Problem requirements: Filter the data for lines with the word "InsightDraft" and copy those lines.

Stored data
════
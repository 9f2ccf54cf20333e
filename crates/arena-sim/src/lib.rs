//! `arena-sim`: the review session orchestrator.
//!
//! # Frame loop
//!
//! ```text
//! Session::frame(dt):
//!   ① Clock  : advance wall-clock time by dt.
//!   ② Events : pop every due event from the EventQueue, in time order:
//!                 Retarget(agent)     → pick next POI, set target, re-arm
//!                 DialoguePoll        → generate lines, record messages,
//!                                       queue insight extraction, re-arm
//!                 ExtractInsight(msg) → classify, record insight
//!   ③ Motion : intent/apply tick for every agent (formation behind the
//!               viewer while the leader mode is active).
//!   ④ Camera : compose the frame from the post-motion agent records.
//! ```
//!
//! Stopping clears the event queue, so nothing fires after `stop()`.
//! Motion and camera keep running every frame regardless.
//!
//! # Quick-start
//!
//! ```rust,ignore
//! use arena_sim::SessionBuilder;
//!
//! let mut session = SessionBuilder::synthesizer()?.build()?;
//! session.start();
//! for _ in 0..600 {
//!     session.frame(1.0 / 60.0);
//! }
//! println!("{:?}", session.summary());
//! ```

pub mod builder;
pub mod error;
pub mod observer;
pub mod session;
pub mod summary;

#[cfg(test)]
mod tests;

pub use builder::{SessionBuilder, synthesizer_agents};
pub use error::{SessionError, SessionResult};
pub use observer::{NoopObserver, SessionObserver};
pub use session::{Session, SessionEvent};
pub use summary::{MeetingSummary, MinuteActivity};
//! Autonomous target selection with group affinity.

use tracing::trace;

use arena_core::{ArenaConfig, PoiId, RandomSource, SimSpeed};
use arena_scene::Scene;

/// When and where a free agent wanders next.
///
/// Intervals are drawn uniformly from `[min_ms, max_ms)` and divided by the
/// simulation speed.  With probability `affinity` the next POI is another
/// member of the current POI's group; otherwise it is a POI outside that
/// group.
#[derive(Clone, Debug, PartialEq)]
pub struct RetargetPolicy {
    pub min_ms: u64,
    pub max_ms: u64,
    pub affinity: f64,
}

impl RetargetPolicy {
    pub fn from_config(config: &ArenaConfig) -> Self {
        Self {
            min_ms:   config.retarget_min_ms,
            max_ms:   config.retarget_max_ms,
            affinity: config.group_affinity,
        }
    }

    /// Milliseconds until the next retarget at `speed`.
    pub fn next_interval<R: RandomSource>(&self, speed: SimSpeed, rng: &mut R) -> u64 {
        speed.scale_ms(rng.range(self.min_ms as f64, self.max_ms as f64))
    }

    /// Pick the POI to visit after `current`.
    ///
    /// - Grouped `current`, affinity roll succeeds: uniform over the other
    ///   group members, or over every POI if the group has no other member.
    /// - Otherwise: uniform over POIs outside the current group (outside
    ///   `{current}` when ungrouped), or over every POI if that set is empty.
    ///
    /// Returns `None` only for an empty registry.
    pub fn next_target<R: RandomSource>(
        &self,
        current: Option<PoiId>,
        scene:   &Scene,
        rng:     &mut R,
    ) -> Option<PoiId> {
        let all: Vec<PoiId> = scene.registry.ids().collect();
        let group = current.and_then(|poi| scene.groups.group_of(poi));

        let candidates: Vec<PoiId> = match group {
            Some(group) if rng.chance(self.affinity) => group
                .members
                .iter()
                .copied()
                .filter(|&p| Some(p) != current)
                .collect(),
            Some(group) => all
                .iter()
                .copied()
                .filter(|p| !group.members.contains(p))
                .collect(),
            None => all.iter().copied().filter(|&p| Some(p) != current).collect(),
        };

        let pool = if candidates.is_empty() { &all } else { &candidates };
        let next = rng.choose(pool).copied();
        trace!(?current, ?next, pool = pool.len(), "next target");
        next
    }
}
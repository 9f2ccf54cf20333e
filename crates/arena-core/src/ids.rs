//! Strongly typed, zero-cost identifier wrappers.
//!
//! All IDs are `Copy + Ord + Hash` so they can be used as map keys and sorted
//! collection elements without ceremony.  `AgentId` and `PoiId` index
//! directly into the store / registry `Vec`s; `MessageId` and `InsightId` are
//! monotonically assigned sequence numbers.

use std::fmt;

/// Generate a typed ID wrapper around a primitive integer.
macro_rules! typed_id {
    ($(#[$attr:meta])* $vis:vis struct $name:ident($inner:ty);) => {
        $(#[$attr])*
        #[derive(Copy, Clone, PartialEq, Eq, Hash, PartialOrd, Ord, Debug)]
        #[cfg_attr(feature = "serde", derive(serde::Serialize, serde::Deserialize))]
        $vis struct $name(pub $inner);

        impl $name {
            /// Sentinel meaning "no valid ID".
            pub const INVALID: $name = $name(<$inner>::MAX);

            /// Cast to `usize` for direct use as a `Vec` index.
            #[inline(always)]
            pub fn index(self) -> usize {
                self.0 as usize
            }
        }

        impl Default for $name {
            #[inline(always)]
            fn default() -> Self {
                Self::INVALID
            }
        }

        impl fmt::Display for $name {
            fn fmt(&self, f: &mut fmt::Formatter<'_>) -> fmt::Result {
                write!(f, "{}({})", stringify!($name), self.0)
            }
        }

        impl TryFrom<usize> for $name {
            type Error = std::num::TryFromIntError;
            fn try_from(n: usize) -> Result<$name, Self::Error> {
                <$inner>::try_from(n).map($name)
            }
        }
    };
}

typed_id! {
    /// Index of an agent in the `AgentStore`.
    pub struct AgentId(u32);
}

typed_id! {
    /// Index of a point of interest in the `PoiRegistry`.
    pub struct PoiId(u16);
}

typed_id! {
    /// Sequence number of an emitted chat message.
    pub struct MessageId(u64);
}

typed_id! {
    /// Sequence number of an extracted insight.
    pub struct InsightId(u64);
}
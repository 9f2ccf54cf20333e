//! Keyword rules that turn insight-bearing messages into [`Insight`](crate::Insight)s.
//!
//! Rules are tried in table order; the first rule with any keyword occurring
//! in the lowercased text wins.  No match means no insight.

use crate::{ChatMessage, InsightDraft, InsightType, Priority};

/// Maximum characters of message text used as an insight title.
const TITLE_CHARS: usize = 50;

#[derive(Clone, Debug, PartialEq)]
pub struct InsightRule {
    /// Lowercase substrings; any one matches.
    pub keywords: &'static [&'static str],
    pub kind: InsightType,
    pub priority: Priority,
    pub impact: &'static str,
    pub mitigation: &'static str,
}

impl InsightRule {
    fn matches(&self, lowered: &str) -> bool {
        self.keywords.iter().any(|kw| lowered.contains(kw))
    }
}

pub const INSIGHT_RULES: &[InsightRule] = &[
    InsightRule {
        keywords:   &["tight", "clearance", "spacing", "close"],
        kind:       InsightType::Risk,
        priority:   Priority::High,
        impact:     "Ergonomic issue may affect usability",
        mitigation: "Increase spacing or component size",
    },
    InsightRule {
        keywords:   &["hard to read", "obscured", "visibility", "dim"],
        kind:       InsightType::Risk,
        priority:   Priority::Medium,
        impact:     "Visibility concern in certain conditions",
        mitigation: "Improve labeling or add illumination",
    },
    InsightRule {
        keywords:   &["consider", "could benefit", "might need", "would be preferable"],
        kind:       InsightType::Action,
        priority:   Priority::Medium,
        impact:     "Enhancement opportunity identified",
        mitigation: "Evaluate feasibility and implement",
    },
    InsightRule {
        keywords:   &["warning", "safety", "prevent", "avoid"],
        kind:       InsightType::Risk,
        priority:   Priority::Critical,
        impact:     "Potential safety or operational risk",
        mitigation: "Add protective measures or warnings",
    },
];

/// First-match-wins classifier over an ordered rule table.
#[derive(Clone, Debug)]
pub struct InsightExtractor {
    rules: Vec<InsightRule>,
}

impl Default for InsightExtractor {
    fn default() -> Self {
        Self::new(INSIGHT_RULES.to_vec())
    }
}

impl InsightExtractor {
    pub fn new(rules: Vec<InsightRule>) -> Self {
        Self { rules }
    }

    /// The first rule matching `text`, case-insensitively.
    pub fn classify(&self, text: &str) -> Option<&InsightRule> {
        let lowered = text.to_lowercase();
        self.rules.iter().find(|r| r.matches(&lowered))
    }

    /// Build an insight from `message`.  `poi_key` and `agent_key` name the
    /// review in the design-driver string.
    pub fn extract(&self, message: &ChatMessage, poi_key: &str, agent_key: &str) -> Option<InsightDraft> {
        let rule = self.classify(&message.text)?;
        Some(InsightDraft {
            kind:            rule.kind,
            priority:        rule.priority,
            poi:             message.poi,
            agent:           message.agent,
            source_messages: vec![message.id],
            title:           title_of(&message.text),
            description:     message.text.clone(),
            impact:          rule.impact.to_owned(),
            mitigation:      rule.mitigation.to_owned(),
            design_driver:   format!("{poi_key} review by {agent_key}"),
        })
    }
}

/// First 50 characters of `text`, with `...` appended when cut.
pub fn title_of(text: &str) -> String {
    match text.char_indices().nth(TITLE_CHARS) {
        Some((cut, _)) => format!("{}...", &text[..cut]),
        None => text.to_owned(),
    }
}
════
Your response:
use crate::{ChatMessage, InsightDraft, InsightType, Priority};
    pub fn extract(&self, message: &ChatMessage, poi_key: &str, agent_key: &str) -> Option<InsightDraft> {
        Some(InsightDraft {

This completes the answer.